Problem statement => Output only the stretch of the listing that starts at the line containing "Some((_, replacement)) =>" and ends at the line containing "inline the critical", reproduced exactly with both ends.

Given data =>
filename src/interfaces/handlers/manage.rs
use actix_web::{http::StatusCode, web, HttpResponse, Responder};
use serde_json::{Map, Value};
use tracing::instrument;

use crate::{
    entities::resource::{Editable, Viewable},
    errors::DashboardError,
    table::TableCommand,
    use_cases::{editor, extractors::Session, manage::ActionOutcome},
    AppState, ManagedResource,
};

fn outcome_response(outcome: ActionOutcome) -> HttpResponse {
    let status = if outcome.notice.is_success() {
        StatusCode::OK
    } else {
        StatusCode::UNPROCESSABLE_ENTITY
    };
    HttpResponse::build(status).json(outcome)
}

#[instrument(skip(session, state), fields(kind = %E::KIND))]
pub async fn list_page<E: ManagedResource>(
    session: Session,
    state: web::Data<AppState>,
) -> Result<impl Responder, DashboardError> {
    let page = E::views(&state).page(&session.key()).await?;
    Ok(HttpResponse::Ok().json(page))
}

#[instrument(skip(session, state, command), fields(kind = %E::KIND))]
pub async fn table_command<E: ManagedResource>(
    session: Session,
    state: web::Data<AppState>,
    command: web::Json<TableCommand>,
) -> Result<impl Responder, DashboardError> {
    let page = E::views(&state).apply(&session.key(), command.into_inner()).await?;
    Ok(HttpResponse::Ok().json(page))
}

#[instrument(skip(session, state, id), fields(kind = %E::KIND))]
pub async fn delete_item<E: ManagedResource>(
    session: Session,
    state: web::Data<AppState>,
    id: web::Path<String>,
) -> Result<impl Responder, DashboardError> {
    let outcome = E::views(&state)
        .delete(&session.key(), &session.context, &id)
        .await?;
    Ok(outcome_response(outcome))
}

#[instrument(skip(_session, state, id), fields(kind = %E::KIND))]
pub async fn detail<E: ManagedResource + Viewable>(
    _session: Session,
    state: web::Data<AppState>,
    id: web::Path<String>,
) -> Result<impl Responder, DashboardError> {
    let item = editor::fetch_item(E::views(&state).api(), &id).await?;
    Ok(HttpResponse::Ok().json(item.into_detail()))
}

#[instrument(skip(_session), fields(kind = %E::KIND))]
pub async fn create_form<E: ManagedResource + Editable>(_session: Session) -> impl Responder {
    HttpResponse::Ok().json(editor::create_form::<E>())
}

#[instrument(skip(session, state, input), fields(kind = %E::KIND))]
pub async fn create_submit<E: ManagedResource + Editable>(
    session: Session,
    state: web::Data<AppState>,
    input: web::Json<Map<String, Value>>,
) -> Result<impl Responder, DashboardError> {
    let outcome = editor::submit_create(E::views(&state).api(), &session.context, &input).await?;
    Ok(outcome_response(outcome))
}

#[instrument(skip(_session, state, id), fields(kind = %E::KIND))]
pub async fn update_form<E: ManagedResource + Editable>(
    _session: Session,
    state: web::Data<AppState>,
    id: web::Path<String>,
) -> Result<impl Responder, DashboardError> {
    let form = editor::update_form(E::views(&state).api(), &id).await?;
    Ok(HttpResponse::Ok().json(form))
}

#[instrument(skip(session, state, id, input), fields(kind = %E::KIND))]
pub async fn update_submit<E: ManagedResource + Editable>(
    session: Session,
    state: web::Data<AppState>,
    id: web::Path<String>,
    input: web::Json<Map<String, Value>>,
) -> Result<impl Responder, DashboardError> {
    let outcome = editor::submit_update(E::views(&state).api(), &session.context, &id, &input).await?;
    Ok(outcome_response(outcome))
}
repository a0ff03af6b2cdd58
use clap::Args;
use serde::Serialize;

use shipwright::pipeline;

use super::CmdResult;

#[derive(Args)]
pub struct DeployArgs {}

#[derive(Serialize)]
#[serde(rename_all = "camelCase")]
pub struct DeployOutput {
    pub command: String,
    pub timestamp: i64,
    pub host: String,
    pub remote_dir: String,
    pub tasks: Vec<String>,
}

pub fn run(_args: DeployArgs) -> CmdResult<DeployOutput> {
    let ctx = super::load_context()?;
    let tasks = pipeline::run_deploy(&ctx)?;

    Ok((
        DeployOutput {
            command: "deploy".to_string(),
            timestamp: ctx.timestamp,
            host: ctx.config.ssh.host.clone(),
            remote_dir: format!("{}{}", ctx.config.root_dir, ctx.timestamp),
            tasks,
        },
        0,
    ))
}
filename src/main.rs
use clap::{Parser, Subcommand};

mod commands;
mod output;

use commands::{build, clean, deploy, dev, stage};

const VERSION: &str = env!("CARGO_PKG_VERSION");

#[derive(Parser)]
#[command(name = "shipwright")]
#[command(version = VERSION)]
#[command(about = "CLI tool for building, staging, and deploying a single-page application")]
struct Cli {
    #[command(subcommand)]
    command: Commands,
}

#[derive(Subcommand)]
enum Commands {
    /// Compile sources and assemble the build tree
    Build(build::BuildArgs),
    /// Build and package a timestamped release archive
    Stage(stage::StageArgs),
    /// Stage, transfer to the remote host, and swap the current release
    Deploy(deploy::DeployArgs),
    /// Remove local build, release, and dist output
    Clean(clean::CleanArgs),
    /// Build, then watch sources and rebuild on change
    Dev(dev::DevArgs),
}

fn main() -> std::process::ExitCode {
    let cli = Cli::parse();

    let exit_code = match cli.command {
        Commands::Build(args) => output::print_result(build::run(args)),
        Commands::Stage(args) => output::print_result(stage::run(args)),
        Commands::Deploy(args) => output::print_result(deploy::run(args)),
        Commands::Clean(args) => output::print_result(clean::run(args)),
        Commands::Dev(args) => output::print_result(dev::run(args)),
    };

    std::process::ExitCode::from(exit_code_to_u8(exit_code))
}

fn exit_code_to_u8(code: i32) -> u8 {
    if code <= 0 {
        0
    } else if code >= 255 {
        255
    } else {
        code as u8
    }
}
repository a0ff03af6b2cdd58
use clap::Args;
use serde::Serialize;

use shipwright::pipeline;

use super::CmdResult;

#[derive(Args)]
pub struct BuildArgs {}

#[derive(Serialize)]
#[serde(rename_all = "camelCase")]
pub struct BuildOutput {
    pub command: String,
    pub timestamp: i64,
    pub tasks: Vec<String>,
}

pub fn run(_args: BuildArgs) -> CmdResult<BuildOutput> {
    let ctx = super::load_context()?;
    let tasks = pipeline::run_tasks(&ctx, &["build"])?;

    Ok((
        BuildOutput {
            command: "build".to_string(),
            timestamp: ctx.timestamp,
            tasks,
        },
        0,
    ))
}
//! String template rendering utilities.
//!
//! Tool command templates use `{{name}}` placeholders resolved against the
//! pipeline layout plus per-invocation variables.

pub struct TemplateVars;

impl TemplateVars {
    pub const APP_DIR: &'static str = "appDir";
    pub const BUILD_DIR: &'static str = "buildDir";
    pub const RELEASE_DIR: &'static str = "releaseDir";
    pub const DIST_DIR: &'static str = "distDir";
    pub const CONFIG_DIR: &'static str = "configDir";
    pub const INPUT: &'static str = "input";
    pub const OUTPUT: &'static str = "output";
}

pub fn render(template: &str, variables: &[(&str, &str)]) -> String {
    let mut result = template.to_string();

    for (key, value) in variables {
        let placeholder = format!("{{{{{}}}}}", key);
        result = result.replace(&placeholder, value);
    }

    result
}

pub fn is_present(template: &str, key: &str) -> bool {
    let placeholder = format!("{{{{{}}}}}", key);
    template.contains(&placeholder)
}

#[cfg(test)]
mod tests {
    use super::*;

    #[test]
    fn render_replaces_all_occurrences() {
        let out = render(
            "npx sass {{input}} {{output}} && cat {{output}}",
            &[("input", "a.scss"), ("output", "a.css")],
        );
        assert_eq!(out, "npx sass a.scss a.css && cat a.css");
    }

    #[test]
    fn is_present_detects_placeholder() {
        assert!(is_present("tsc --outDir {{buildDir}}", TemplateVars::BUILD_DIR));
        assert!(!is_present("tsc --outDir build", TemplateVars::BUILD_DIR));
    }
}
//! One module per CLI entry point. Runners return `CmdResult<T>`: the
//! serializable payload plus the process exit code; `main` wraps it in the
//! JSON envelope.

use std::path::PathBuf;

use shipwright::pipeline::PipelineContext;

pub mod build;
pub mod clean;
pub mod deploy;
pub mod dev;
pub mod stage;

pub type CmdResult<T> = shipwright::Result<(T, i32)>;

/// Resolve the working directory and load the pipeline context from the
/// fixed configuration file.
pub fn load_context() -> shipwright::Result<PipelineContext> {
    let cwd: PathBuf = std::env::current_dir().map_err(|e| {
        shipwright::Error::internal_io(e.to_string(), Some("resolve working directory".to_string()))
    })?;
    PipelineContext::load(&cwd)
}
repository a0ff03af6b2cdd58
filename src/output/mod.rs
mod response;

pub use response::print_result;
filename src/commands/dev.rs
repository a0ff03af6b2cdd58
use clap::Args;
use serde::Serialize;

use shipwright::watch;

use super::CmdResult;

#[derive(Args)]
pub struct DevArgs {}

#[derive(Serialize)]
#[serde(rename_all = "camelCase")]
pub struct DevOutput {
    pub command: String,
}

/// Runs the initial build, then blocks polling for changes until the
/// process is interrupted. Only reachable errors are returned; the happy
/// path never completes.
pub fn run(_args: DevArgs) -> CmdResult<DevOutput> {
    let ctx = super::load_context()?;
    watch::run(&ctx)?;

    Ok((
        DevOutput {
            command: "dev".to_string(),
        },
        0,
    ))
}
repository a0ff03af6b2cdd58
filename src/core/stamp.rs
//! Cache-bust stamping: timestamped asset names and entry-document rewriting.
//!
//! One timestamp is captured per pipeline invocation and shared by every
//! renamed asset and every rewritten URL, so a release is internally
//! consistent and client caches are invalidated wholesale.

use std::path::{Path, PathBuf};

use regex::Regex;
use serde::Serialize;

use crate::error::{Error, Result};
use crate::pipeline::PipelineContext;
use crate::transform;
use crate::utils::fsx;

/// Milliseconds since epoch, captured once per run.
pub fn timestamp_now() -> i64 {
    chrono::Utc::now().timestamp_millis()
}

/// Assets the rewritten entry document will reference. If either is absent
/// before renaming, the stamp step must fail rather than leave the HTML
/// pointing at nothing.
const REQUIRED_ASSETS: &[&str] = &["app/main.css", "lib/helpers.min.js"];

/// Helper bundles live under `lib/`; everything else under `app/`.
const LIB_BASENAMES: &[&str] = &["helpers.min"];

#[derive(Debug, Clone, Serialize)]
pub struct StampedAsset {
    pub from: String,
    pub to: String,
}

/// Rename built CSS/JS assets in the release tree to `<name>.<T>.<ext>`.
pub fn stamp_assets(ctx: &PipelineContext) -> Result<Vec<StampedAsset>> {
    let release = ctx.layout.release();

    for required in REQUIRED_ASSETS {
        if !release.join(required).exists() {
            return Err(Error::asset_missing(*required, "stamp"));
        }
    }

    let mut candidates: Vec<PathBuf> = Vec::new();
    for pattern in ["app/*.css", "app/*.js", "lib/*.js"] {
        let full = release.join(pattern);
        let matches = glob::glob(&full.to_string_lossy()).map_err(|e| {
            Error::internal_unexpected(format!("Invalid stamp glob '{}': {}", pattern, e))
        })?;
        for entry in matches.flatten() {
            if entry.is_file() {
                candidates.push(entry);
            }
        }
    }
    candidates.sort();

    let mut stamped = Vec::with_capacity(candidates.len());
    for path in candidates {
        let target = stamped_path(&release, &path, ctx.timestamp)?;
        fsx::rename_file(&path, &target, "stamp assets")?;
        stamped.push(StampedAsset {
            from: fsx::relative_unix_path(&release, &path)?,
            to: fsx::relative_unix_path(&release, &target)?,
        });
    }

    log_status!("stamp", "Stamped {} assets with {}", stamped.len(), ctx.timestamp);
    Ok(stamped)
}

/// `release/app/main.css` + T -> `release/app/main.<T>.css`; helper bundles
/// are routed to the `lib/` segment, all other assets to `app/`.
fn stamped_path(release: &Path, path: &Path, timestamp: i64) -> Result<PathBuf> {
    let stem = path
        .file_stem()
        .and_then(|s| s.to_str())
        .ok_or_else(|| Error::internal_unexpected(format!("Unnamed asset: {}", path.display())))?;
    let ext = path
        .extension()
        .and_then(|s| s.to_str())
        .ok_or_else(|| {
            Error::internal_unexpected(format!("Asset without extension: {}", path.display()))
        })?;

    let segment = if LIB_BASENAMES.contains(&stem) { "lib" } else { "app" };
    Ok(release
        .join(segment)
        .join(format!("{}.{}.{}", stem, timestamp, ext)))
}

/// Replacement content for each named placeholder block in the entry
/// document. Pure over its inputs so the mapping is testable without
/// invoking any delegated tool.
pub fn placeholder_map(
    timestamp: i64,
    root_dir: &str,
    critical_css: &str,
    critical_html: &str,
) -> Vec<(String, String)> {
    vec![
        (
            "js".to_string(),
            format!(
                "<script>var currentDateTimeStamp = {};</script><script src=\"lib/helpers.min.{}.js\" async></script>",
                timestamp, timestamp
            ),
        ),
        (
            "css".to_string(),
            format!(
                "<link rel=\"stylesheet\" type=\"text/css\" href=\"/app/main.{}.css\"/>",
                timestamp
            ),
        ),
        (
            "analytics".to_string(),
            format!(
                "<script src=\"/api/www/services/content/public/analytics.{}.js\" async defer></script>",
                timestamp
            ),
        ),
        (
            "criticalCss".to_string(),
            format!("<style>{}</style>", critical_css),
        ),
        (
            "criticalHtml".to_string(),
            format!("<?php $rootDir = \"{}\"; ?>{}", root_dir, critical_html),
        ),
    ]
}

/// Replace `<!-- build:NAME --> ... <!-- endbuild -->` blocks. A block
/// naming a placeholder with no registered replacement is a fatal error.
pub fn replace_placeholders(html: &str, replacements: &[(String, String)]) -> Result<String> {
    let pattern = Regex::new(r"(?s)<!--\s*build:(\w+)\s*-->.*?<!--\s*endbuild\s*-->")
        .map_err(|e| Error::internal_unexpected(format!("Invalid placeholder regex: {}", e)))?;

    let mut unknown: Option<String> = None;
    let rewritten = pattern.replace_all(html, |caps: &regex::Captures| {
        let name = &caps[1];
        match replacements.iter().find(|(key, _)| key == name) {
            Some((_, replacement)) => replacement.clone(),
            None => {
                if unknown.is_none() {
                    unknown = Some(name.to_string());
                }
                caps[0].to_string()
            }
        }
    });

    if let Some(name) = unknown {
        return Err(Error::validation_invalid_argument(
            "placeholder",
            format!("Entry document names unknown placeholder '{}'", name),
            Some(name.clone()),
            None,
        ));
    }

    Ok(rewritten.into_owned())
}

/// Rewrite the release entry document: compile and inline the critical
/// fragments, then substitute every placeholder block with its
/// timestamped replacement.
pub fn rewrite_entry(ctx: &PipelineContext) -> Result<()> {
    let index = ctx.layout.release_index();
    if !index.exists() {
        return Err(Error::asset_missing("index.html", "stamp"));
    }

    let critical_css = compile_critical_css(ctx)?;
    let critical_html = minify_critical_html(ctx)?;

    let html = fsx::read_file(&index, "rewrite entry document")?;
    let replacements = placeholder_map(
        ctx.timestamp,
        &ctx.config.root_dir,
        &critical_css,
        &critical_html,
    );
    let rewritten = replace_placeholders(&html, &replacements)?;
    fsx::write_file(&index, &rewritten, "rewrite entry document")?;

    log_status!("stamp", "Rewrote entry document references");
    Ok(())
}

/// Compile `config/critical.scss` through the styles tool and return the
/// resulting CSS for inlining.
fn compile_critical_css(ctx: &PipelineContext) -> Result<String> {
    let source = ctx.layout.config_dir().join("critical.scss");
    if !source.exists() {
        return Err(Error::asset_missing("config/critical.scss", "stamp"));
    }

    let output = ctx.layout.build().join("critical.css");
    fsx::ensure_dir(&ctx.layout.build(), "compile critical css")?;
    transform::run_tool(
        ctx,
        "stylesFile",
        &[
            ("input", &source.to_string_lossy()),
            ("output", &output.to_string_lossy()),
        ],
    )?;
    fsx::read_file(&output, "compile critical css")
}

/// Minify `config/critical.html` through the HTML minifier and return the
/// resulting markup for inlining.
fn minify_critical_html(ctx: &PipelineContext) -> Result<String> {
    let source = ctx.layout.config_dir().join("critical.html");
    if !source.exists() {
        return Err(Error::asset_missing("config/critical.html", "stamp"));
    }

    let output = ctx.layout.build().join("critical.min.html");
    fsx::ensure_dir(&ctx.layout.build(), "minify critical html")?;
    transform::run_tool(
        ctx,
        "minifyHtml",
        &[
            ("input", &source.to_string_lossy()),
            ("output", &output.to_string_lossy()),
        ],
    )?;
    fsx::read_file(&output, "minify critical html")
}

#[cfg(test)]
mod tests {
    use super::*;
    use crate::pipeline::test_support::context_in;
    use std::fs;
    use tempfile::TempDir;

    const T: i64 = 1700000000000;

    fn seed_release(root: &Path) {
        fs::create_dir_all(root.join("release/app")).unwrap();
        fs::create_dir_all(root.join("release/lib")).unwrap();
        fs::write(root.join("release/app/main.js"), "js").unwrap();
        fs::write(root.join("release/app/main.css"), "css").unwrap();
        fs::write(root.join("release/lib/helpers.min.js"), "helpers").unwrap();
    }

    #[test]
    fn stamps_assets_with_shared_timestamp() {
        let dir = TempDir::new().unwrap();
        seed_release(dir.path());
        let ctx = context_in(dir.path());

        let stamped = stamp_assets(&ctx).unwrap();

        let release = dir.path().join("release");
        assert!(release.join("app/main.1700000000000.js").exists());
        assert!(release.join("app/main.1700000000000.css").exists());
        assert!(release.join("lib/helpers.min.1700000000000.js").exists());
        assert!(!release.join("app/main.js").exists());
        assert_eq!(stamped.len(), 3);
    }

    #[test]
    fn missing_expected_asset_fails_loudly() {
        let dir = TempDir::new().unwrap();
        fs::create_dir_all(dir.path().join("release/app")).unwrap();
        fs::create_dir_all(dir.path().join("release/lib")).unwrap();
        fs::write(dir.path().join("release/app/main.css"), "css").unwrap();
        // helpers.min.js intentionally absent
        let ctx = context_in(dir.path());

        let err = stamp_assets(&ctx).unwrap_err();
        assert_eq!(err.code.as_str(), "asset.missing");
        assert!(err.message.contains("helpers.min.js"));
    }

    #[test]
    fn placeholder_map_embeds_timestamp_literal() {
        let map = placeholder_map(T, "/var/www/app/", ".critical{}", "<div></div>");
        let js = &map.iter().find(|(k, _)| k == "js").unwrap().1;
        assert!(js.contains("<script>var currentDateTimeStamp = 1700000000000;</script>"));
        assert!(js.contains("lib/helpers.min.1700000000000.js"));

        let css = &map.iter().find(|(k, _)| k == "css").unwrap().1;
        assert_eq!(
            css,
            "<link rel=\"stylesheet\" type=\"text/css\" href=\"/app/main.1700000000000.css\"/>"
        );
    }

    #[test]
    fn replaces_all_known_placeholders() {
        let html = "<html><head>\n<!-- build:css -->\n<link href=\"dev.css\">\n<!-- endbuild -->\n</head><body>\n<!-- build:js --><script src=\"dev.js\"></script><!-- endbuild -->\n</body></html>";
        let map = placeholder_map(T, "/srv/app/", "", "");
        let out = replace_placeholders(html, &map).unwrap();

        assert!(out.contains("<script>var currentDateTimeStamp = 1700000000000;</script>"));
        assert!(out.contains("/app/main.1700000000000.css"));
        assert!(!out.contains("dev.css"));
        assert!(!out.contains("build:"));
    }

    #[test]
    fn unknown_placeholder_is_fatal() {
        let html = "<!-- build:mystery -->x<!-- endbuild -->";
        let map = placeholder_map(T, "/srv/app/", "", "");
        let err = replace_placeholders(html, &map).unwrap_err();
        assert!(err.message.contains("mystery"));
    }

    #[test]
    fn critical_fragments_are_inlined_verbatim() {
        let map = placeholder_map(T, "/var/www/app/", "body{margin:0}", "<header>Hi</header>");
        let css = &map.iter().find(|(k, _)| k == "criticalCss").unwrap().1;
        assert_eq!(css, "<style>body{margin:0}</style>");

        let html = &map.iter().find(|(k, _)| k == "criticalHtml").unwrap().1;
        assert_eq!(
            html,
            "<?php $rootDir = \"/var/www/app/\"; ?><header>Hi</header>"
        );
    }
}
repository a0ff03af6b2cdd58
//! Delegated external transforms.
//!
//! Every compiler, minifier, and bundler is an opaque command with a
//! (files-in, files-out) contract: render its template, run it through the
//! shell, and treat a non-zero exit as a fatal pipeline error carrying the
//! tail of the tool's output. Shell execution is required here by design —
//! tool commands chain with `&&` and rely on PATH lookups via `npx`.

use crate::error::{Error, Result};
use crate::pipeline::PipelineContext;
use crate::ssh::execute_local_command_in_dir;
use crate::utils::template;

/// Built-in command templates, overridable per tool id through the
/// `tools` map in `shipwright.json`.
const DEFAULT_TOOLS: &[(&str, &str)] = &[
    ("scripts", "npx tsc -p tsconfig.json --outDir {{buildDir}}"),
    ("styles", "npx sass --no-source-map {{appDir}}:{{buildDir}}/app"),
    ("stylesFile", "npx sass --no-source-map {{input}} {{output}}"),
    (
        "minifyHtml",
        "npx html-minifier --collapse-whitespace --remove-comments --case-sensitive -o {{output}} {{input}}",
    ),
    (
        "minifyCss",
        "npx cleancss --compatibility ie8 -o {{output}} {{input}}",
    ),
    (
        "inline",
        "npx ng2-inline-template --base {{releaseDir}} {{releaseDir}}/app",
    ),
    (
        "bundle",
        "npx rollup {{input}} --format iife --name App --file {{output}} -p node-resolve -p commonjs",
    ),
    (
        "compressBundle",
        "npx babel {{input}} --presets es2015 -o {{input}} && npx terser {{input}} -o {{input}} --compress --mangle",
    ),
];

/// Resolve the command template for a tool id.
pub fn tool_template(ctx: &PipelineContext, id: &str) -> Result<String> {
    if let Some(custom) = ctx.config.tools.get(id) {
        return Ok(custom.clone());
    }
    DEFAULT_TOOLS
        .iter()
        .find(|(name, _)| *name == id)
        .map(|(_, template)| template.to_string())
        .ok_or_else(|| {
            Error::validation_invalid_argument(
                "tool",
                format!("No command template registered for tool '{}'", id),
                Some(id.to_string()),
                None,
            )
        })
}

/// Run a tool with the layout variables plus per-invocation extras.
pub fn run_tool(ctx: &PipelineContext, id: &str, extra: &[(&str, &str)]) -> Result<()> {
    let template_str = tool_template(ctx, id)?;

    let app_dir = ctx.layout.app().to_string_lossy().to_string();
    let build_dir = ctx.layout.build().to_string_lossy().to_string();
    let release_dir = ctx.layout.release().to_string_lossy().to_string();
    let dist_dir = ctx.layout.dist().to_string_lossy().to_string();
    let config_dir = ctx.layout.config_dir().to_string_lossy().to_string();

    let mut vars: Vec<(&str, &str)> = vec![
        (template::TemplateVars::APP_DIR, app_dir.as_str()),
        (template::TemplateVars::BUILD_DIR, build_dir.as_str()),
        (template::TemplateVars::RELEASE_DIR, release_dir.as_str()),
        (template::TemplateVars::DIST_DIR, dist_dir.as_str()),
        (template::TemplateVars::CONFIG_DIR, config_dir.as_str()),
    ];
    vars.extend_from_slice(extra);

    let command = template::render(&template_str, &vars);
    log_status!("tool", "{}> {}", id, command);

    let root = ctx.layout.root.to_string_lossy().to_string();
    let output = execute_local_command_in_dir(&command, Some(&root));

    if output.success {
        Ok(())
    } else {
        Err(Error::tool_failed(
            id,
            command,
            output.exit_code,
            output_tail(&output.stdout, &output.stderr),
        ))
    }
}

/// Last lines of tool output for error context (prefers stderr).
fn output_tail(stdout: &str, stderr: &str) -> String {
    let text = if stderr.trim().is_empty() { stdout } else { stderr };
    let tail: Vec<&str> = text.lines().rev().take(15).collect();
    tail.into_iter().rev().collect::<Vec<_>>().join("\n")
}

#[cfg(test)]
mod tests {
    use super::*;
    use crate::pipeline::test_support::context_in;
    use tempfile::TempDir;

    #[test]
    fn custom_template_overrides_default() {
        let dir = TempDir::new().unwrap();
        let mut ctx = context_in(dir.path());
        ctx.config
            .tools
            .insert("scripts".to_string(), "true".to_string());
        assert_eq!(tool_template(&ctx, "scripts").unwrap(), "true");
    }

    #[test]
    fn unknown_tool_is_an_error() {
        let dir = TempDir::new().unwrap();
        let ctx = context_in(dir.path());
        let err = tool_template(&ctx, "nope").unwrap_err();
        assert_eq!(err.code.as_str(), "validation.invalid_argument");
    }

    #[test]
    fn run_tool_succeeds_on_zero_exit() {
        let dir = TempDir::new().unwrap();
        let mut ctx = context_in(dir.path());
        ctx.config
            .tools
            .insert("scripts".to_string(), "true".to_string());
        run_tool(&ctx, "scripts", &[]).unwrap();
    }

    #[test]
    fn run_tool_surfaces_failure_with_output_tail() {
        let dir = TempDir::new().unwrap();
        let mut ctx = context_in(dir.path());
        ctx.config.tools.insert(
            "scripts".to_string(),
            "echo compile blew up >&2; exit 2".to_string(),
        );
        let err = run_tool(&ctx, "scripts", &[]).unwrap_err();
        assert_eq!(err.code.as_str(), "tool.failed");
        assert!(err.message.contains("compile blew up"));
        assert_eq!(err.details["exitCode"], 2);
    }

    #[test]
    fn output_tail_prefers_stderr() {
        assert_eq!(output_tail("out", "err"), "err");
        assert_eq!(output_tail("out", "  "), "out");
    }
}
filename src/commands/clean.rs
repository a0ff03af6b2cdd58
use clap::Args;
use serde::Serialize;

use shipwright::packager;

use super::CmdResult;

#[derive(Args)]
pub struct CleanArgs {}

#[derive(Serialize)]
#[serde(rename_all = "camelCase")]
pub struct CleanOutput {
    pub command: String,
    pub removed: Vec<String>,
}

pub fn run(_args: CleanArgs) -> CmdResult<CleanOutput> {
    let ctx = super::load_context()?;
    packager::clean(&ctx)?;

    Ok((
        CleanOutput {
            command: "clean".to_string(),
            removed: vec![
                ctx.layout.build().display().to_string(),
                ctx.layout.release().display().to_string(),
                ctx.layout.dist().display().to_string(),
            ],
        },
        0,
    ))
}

Response below =>
            Some((_, replacement)) => replacement.clone(),
            None => {
                if unknown.is_none() {
                    unknown = Some(name.to_string());
                }
                caps[0].to_string()
            }
        }
    });

    if let Some(name) = unknown {
        return Err(Error::validation_invalid_argument(
            "placeholder",
            format!("Entry document names unknown placeholder '{}'", name),
            Some(name.clone()),
            None,
        ));
    }

    Ok(rewritten.into_owned())
}

/// Rewrite the release entry document: compile and inline the critical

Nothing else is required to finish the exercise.